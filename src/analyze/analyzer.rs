use crate::analyze::dependency::{build_dependency_chains, find_cross_team_dependencies};
use crate::analyze::{
    BoardOverview, CapacityStatus, MemberStats, MembersAnalyzed, SprintProgress, TeamStats,
    TeamsAnalyzed,
};
use crate::model::{team_members, Board, Issue, IssueStatus, Team, TeamMember};

pub trait Analyzer {
    fn analyze(&self) -> BoardOverview;
}

impl Analyzer for Board {
    fn analyze(&self) -> BoardOverview {
        let active_sprint = self.active_sprint().cloned();
        let active_sprint_id = active_sprint.as_ref().map(|s| s.id.as_str());

        let teams: TeamsAnalyzed = self
            .teams
            .iter()
            .map(|team| {
                let stats = compute_team_stats(team, &self.members, &self.issues, active_sprint_id);
                (team.clone(), stats)
            })
            .collect();
        let members: MembersAnalyzed = self
            .members
            .iter()
            .map(|member| (member.clone(), compute_member_stats(member, &self.issues)))
            .collect();
        let sprint_progress = active_sprint_id.map(|id| {
            let issues = self.issues_in_sprint(id);
            sprint_progress(&issues)
        });

        BoardOverview {
            active_sprint,
            sprint_progress,
            teams,
            members,
            cross_team_dependencies: find_cross_team_dependencies(&self.issues, &self.teams),
            dependency_chains: build_dependency_chains(&self.issues, &self.teams),
        }
    }
}

trait BoardExtension {
    fn issues_in_sprint<'a>(&'a self, sprint_id: &str) -> Vec<&'a Issue>;
}

impl BoardExtension for Board {
    fn issues_in_sprint<'a>(&'a self, sprint_id: &str) -> Vec<&'a Issue> {
        self.issues
            .iter()
            .filter(|issue| issue.sprint_id.as_deref() == Some(sprint_id))
            .collect()
    }
}

pub fn compute_board_overview(board: &Board) -> BoardOverview {
    board.analyze()
}

/// Stats for one team. Without an active sprint every issue of the team counts.
pub fn compute_team_stats(
    team: &Team,
    members: &[TeamMember],
    issues: &[Issue],
    active_sprint_id: Option<&str>,
) -> TeamStats {
    let team_issues = issues
        .iter()
        .filter(|issue| issue.team_id.as_deref() == Some(team.id.as_str()))
        .filter(|issue| match active_sprint_id {
            Some(sprint_id) => issue.sprint_id.as_deref() == Some(sprint_id),
            None => true,
        })
        .collect::<Vec<_>>();
    let progress = sprint_progress(&team_issues);

    let members = team_members(team, members);
    let (total_capacity, total_workload) = capacity_totals(&members);
    let capacity_utilization = percentage(total_workload, total_capacity);

    TeamStats {
        member_count: members.len(),
        total_issues: progress.total_issues,
        completed_issues: progress.completed_issues,
        in_progress_issues: progress.in_progress_issues,
        blocked_issues: progress.blocked_issues,
        completion_rate: progress.completion_rate,
        total_capacity,
        total_workload,
        capacity_utilization,
        capacity_status: classify_capacity(capacity_utilization),
    }
}

pub fn compute_member_stats(member: &TeamMember, issues: &[Issue]) -> MemberStats {
    let assigned = issues
        .iter()
        .filter(|issue| is_assigned_to(issue, member))
        .collect::<Vec<_>>();
    let completed_issues = assigned.iter().filter(|i| i.is_done()).count();
    let in_progress_issues = assigned
        .iter()
        .filter(|i| i.status == IssueStatus::InProgress)
        .count();

    let completion_rate = percentage(completed_issues as f64, assigned.len() as f64);
    let utilization_rate = member.utilization();
    let performance_score =
        (completion_rate * 0.6 + utilization_rate.min(100.0) * 0.4).min(100.0);

    MemberStats {
        assigned_issues: assigned.len(),
        completed_issues,
        in_progress_issues,
        completion_rate,
        utilization_rate,
        performance_score,
        capacity_status: classify_capacity(utilization_rate),
    }
}

/// Aggregate workload over aggregate capacity of the team's members.
pub fn team_utilization(team: &Team, members: &[TeamMember]) -> f64 {
    let (capacity, workload) = capacity_totals(&team_members(team, members));
    percentage(workload, capacity)
}

fn capacity_totals(members: &[&TeamMember]) -> (f64, f64) {
    members.iter().fold((0.0, 0.0), |(capacity, workload), m| {
        (capacity + m.capacity, workload + m.current_workload)
    })
}

/// Lower bound of each band is inclusive.
pub fn classify_capacity(utilization_rate: f64) -> CapacityStatus {
    if utilization_rate >= 100.0 {
        CapacityStatus::Overloaded
    } else if utilization_rate >= 85.0 {
        CapacityStatus::AtCapacity
    } else if utilization_rate >= 60.0 {
        CapacityStatus::Optimal
    } else {
        CapacityStatus::Underutilized
    }
}

/// `part / whole * 100`, or 0 when `whole` is not positive.
pub fn percentage(part: f64, whole: f64) -> f64 {
    if whole <= 0.0 {
        return 0.0;
    }
    part / whole * 100.0
}

fn is_assigned_to(issue: &Issue, member: &TeamMember) -> bool {
    match &issue.assignee_id {
        Some(id) => *id == member.id,
        None => issue.assignee == member.name,
    }
}

fn sprint_progress(issues: &[&Issue]) -> SprintProgress {
    let completed_issues = issues.iter().filter(|i| i.is_done()).count();
    SprintProgress {
        total_issues: issues.len(),
        completed_issues,
        in_progress_issues: issues
            .iter()
            .filter(|i| i.status == IssueStatus::InProgress)
            .count(),
        blocked_issues: issues
            .iter()
            .filter(|i| i.status == IssueStatus::Blocked || i.is_blocked())
            .count(),
        completion_rate: percentage(completed_issues as f64, issues.len() as f64),
    }
}
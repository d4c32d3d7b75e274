use crate::model::Result;
use chrono::{DateTime, FixedOffset, Utc};
use indexmap::IndexMap;
use serde_json::{from_str, Value};

pub fn entries(json_str: &str) -> Result<IndexMap<String, Value>> {
    Ok(from_str(json_str)?)
}

pub fn required_str<'a>(details: &'a Value, field: &str) -> Result<&'a str> {
    let Some(value) = details[field].as_str() else {
        return Err(format!("Not found '{field}' field").into());
    };
    Ok(value)
}

pub fn optional_str(details: &Value, field: &str) -> Option<String> {
    details[field]
        .as_str()
        .filter(|s| !s.is_empty())
        .map(String::from)
}

pub fn required_f64(details: &Value, field: &str) -> Result<f64> {
    let Some(value) = details[field].as_f64() else {
        return Err(format!("Not found '{field}' field").into());
    };
    Ok(value)
}

pub fn optional_f64(details: &Value, field: &str) -> Option<f64> {
    details[field].as_f64()
}

pub fn str_array(details: &Value, field: &str) -> Vec<String> {
    match details[field].as_array() {
        Some(items) => items
            .iter()
            .filter_map(|item| item.as_str().map(String::from))
            .collect(),
        None => vec![],
    }
}

pub fn required_datetime(details: &Value, field: &str) -> Result<DateTime<FixedOffset>> {
    let value = required_str(details, field)?;
    let Ok(datetime) = DateTime::parse_from_rfc3339(value) else {
        return Err(format!("Not a valid date time: {}", value).into());
    };
    Ok(datetime)
}

pub fn required_utc(details: &Value, field: &str) -> Result<DateTime<Utc>> {
    required_datetime(details, field).map(|d| d.with_timezone(&Utc))
}

pub fn optional_utc(details: &Value, field: &str) -> Result<Option<DateTime<Utc>>> {
    match details[field].as_str() {
        None => Ok(None),
        Some(_) => required_utc(details, field).map(Some),
    }
}

#[cfg(test)]
mod tests {
    use super::*;
    use serde_json::json;

    #[test]
    fn required_str_names_missing_field() {
        let details = json!({ "title": "x" });
        let err = required_str(&details, "status").unwrap_err();
        assert_eq!(err.to_string(), "Not found 'status' field");
    }

    #[test]
    fn optional_str_treats_empty_as_missing() {
        let details = json!({ "reason": "" });
        assert_eq!(optional_str(&details, "reason"), None);
    }

    #[test]
    fn entries_keep_file_order() {
        let map = entries(r#"{ "b": {}, "a": {}, "c": {} }"#).unwrap();
        let keys = map.keys().cloned().collect::<Vec<_>>();
        assert_eq!(keys, vec!["b", "a", "c"]);
    }

    #[test]
    fn invalid_datetime_is_rejected() {
        let details = json!({ "createdAt": "yesterday" });
        assert!(required_utc(&details, "createdAt").is_err());
    }
}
-*-
| EXERCISE DESCRIPTION |
From the records given above, copy all lines containing "TeamsAnalyzed".

| RESULT |
    TeamsAnalyzed,
        let teams: TeamsAnalyzed = self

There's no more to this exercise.